Michael: In many ways, the post-COVID normal looks like a lot like the pre-COVID normal plus a plethora of other responsibilities and activities. So, the post-COVID normal’s more frenetic with things that we’ll see much more of. Pre-COVID we’d been focused on expansion, running, maintaining and growing and all the EHR-type things. Post-COVID, it’s all that plus more engagement, faster expansion, greater monitoring of patients in our remote manor — all big lifts from an IS perspective. We had a pretty substantive role and job as a team pre-pandemic, and post it, it just doubles or triples and there’s no sign that it’s going to slow down.
Q: Interesting observation. Post-COVID, telehealth modalities and virtual care models have gained a lot of ground. What are the top three trends and how do those trends drive your technology priorities?
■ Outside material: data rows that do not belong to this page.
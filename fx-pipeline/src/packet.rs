use bytes::Bytes;

use crate::codec::BufferInfo;

/// One access unit read from the source track.
#[derive(Clone, Debug, PartialEq, Eq)]
pub struct CompressedUnit {
    pub payload: Bytes,
    pub presentation_time_us: i64,
    /// Set on the last unit of the track.
    pub end_of_stream: bool,
}

impl CompressedUnit {
    pub fn size(&self) -> usize {
        self.payload.len()
    }
}

/// One unit produced by the encoder, already re-stamped for the writer.
#[derive(Clone, Debug, PartialEq, Eq)]
pub struct EncodedUnit {
    pub payload: Bytes,
    pub info: BufferInfo,
}

impl EncodedUnit {
    pub fn new(payload: Bytes, info: BufferInfo) -> Self {
        Self { payload, info }
    }

    pub fn presentation_time_us(&self) -> i64 {
        self.info.presentation_time_us
    }

    pub fn is_codec_config(&self) -> bool {
        self.info.flags.is_codec_config()
    }

    pub fn is_end_of_stream(&self) -> bool {
        self.info.flags.is_end_of_stream()
    }

    /// The slice of the payload described by `info`.
    pub fn data(&self) -> &[u8] {
        let start = self.info.offset.min(self.payload.len());
        let end = (self.info.offset + self.info.size).min(self.payload.len());
        &self.payload[start..end]
    }
}
use ffmpeg_next::{Rational, Rescale, codec::Parameters, format::stream};

use crate::codec::{FormatValue, TrackFormat};

unsafe impl Send for AvStream {}
unsafe impl Sync for AvStream {}

/// Owned snapshot of a demuxed stream: codec parameters plus the timing and
/// orientation metadata a transcode needs.
pub struct AvStream {
    index: usize,
    parameters: Parameters,
    time_base: Rational,
    avg_rate: Rational,
    real_rate: Rational,
    start_time: Option<i64>,
    duration: Option<i64>,
    rotation: Option<i32>,
}

impl AvStream {
    pub fn index(&self) -> usize {
        self.index
    }

    pub fn parameters(&self) -> &Parameters {
        &self.parameters
    }

    pub fn time_base(&self) -> Rational {
        self.time_base
    }

    pub fn rate(&self) -> Rational {
        if self.avg_rate.numerator() > 0 && self.avg_rate.denominator() > 0 {
            self.avg_rate
        } else {
            self.real_rate
        }
    }

    pub fn codec_id(&self) -> ffmpeg_next::codec::Id {
        self.parameters.id()
    }

    pub fn is_video(&self) -> bool {
        self.parameters.medium() == ffmpeg_next::media::Type::Video
    }

    pub fn width(&self) -> u32 {
        unsafe {
            let ptr = self.parameters.as_ptr() as *const ffmpeg_next::ffi::AVCodecParameters;
            (*ptr).width.max(0) as u32
        }
    }

    pub fn height(&self) -> u32 {
        unsafe {
            let ptr = self.parameters.as_ptr() as *const ffmpeg_next::ffi::AVCodecParameters;
            (*ptr).height.max(0) as u32
        }
    }

    /// Stream start in time base units, used as the zero point for sample times.
    pub fn start_time(&self) -> i64 {
        self.start_time.unwrap_or(0)
    }

    pub fn duration_us(&self) -> Option<i64> {
        self.duration.map(|d| to_micros(d, self.time_base))
    }

    pub fn rotation(&self) -> Option<i32> {
        self.rotation
    }

    /// Frame rate in the representation the container stores it in.
    pub fn frame_rate(&self) -> Option<FormatValue> {
        let rate = self.rate();
        if rate.numerator() <= 0 || rate.denominator() <= 0 {
            return None;
        }
        if rate.denominator() == 1 {
            Some(FormatValue::Int(rate.numerator() as i64))
        } else {
            Some(FormatValue::Float(
                rate.numerator() as f64 / rate.denominator() as f64,
            ))
        }
    }

    /// Converts a timestamp in this stream's time base to microseconds since
    /// stream start.
    pub fn micros_since_start(&self, ts: i64) -> i64 {
        to_micros(ts - self.start_time(), self.time_base)
    }

    pub fn track_format(&self) -> TrackFormat {
        let mut format = TrackFormat::new(mime_for_codec(self.codec_id()));
        if self.is_video() {
            if self.width() > 0 {
                format.width = Some(self.width());
            }
            if self.height() > 0 {
                format.height = Some(self.height());
            }
        }
        format.rotation = self.rotation;
        format.duration_us = self.duration_us();
        format.frame_rate = self.frame_rate();
        format.with_stream(self.clone())
    }
}

impl From<stream::Stream<'_>> for AvStream {
    fn from(stream: stream::Stream<'_>) -> Self {
        let parameters = stream.parameters();
        let rotation = display_rotation(&parameters).or_else(|| {
            stream
                .metadata()
                .get("rotate")
                .and_then(|v| v.trim().parse::<i32>().ok())
        });
        let no_pts = ffmpeg_next::ffi::AV_NOPTS_VALUE as i64;
        let start_time = Some(stream.start_time()).filter(|t| *t != no_pts);
        let duration = Some(stream.duration()).filter(|d| *d != no_pts && *d > 0);
        let real_rate: Rational = unsafe { (*stream.as_ptr()).r_frame_rate.into() };
        Self {
            index: stream.index(),
            // Owned copy so the snapshot does not pin the demuxer context.
            parameters: parameters.clone(),
            time_base: stream.time_base(),
            avg_rate: stream.avg_frame_rate(),
            real_rate,
            start_time,
            duration,
            rotation: rotation.map(crate::geometry::normalize_rotation),
        }
    }
}

impl Clone for AvStream {
    fn clone(&self) -> Self {
        Self {
            index: self.index,
            parameters: self.parameters.clone(),
            time_base: self.time_base,
            avg_rate: self.avg_rate,
            real_rate: self.real_rate,
            start_time: self.start_time,
            duration: self.duration,
            rotation: self.rotation,
        }
    }
}

/// Container duration in microseconds. The format context keeps it in
/// AV_TIME_BASE units, which already are microseconds.
pub fn container_duration_us(raw: i64) -> Option<i64> {
    (raw != ffmpeg_next::ffi::AV_NOPTS_VALUE as i64 && raw > 0).then_some(raw)
}

fn to_micros(ts: i64, time_base: Rational) -> i64 {
    ts.rescale(time_base, ffmpeg_next::util::mathematics::rescale::TIME_BASE)
}

/// Clockwise display rotation from the stream's display matrix side data.
fn display_rotation(parameters: &Parameters) -> Option<i32> {
    unsafe {
        let ptr = parameters.as_ptr() as *const ffmpeg_next::ffi::AVCodecParameters;
        let side = ffmpeg_next::ffi::av_packet_side_data_get(
            (*ptr).coded_side_data,
            (*ptr).nb_coded_side_data,
            ffmpeg_next::ffi::AVPacketSideDataType::AV_PKT_DATA_DISPLAYMATRIX,
        );
        if side.is_null() || (*side).size < 36 {
            return None;
        }
        let angle = ffmpeg_next::ffi::av_display_rotation_get((*side).data as *const i32);
        if angle.is_nan() {
            return None;
        }
        // The matrix angle is counter-clockwise.
        Some((-angle).round() as i32)
    }
}

pub fn mime_for_codec(id: ffmpeg_next::codec::Id) -> &'static str {
    use ffmpeg_next::codec::Id;
    match id {
        Id::H264 => "video/avc",
        Id::HEVC => "video/hevc",
        Id::VP8 => "video/x-vnd.on2.vp8",
        Id::VP9 => "video/x-vnd.on2.vp9",
        Id::AV1 => "video/av01",
        Id::MPEG4 => "video/mp4v-es",
        Id::H263 => "video/3gpp",
        Id::MPEG2VIDEO => "video/mpeg2",
        Id::AAC => "audio/mp4a-latm",
        Id::MP3 => "audio/mpeg",
        Id::OPUS => "audio/opus",
        _ => "application/octet-stream",
    }
}

pub fn codec_for_mime(mime: &str) -> Option<ffmpeg_next::codec::Id> {
    use ffmpeg_next::codec::Id;
    let id = match mime.to_ascii_lowercase().as_str() {
        "video/avc" => Id::H264,
        "video/hevc" => Id::HEVC,
        "video/x-vnd.on2.vp8" => Id::VP8,
        "video/x-vnd.on2.vp9" => Id::VP9,
        "video/av01" => Id::AV1,
        "video/mp4v-es" => Id::MPEG4,
        "video/3gpp" => Id::H263,
        "video/mpeg2" => Id::MPEG2VIDEO,
        _ => return None,
    };
    Some(id)
}

#[cfg(test)]
mod tests {
    use super::*;

    #[test]
    fn video_mimes_map_both_ways() {
        for mime in ["video/avc", "video/hevc", "video/x-vnd.on2.vp9", "video/av01"] {
            let id = codec_for_mime(mime).expect("known mime");
            assert_eq!(mime_for_codec(id), mime);
        }
        assert_eq!(codec_for_mime("VIDEO/AVC"), Some(ffmpeg_next::codec::Id::H264));
        assert!(codec_for_mime("audio/mp4a-latm").is_none());
    }

    #[test]
    fn container_duration_ignores_unset_values() {
        assert_eq!(container_duration_us(2_500_000), Some(2_500_000));
        assert_eq!(container_duration_us(0), None);
        assert_eq!(
            container_duration_us(ffmpeg_next::ffi::AV_NOPTS_VALUE as i64),
            None
        );
    }

    #[test]
    fn micros_rescale_from_stream_time_base() {
        let tb = Rational::new(1, 90_000);
        assert_eq!(to_micros(90_000, tb), 1_000_000);
        assert_eq!(to_micros(3_000, tb), 33_333);
    }
}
Michael: I will start with telehealth. Pre-pandemic, we were doing a few hundred tele-visits a month. At its peak, mid-pandemic, over 8000 tele-visits, a day. Now, it’s plateaued to around 3,000 per day, but that’s still significantly higher than our pre-pandemic days. Telehealth is here to stay. It’s an area we need to focus on and from a maturity perspective, we have a pretty good solution in place. But there are other vendors rapidly advancing their telemedicine delivery capabilities into us. Integration with our EHR is critical and getting that done in future will be top priority. Our patients and providers love it.
I had mentioned remote monitoring, a while ago, in the home or in particular within our ICUs across our six-hospitals’ enterprise. We have almost 250 ICU beds, and each is now monitored with a camera connected to a central location. Thus, tele ICU caters to 24*7 monitoring and care. It helps from the delivery of care and responsiveness perspectives and the staffing angle too, because those six hospitals are located in a 150-mile radius which makes staffing, mission-critical.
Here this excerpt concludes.